#### INFORMATION:
_ _ _ _ _ _ _

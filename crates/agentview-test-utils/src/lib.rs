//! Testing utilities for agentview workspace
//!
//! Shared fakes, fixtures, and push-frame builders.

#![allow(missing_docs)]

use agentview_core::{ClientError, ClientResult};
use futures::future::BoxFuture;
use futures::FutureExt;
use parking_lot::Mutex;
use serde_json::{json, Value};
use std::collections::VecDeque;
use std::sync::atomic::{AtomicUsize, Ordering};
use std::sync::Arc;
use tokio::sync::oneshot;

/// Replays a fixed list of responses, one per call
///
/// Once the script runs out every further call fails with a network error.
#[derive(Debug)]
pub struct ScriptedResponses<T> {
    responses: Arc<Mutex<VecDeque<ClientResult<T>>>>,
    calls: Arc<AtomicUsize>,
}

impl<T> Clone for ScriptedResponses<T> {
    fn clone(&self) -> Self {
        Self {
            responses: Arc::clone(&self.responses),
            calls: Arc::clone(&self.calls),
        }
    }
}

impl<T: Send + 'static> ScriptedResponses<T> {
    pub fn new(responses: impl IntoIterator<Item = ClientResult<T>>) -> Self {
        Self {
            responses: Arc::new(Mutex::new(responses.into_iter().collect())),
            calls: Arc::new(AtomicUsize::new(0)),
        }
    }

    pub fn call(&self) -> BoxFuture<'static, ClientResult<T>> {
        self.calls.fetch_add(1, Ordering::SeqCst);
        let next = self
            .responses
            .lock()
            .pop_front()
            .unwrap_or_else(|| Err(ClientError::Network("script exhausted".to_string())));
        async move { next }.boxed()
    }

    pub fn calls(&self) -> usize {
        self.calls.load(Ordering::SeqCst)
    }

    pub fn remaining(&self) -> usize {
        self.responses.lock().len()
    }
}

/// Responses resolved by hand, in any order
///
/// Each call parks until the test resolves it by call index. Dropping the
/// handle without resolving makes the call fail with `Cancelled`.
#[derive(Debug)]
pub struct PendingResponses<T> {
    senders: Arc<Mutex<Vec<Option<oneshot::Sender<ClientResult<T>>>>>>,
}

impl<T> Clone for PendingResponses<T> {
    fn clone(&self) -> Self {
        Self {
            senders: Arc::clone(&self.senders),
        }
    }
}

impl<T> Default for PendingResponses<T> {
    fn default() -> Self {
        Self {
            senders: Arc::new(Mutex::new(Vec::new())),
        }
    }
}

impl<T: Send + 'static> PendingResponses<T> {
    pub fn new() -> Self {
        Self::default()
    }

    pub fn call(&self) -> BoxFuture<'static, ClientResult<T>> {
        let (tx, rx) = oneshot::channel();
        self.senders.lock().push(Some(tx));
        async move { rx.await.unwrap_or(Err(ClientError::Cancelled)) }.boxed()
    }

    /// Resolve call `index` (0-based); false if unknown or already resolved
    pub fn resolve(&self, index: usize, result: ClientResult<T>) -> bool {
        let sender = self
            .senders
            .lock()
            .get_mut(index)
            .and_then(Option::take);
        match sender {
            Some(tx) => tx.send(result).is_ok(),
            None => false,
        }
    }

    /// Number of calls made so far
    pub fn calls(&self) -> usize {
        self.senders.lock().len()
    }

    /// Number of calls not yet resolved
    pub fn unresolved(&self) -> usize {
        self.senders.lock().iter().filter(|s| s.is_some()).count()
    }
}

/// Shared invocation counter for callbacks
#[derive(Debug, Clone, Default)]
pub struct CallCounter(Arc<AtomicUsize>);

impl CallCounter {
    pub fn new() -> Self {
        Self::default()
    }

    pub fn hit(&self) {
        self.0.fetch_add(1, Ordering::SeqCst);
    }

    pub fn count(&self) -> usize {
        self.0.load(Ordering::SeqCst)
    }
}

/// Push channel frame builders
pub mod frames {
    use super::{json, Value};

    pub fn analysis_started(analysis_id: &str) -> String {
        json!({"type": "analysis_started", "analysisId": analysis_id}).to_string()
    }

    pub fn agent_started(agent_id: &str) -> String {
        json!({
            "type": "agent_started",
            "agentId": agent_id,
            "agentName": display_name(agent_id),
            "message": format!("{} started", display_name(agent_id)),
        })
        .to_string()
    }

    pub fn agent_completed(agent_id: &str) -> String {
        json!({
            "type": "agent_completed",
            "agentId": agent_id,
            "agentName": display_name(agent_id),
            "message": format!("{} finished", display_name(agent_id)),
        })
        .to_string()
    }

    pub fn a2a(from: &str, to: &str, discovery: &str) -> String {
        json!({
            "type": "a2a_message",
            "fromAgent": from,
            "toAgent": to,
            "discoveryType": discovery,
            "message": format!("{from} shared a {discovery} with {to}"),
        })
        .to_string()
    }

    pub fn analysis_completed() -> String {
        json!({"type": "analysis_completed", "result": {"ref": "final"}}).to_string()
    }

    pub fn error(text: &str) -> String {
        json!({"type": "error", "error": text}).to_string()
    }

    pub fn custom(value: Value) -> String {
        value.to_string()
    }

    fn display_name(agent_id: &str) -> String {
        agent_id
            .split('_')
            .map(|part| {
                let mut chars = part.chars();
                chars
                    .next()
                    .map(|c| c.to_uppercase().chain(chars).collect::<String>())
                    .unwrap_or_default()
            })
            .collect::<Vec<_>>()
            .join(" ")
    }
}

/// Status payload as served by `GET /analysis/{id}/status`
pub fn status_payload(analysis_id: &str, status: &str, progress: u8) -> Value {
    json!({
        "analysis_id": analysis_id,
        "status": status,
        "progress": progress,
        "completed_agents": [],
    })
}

_ _ _ _ _ _ _

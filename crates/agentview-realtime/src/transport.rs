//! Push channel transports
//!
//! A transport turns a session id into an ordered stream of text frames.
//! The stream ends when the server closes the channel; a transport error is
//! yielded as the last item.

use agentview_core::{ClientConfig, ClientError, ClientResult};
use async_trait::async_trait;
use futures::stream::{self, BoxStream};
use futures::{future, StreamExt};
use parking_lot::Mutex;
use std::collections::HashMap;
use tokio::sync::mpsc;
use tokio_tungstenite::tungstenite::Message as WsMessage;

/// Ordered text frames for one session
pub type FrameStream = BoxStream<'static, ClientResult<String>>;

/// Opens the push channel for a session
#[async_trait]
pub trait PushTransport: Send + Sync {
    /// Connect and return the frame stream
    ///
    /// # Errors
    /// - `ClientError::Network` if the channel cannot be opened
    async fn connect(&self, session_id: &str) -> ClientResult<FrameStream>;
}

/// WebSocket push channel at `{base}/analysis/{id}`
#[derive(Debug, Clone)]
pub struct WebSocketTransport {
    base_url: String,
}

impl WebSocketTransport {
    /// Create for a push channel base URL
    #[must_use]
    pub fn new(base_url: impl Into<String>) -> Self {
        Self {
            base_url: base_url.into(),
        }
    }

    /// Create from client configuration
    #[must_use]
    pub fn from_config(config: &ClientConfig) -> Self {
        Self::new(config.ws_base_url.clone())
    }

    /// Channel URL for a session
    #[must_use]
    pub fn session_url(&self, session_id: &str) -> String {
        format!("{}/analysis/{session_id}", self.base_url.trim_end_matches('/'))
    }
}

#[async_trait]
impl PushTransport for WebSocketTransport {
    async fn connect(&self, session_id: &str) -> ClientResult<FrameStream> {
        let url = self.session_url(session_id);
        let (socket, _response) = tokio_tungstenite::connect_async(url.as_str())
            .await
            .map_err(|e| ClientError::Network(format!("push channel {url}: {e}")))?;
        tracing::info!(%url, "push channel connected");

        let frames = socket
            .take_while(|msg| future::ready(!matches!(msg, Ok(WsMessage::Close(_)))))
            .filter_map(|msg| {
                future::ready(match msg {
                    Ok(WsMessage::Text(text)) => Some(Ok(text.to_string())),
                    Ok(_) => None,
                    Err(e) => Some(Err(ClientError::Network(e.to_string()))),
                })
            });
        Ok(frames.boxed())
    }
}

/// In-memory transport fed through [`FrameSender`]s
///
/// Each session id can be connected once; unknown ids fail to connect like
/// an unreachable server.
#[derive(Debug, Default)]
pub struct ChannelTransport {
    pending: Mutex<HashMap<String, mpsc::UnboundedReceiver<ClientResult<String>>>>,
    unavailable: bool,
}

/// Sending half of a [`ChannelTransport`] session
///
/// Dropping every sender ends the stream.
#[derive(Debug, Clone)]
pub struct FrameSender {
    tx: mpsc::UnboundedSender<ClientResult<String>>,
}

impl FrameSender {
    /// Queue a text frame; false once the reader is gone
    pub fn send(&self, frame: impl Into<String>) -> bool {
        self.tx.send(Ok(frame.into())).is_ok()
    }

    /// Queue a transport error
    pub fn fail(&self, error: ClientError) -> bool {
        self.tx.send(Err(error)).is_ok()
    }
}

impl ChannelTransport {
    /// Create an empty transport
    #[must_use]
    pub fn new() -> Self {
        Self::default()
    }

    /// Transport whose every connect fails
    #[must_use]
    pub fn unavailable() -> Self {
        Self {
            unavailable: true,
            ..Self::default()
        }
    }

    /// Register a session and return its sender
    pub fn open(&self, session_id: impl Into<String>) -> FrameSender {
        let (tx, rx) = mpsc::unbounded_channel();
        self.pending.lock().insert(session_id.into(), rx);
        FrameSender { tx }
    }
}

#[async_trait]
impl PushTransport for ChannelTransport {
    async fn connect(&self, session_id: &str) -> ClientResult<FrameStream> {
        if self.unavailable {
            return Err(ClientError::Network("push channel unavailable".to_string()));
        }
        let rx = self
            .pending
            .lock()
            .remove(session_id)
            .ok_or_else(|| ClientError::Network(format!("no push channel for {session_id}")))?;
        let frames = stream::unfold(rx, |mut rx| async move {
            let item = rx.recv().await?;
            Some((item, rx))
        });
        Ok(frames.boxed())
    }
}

_ _ _ _ _ _ _

#### PROBLEM TO SOLVE:
Given the word "connected", show every line of the records that contains it.

#### RESPONSE BELOW:
        tracing::info!(%url, "push channel connected");
/// Each session id can be connected once; unknown ids fail to connect like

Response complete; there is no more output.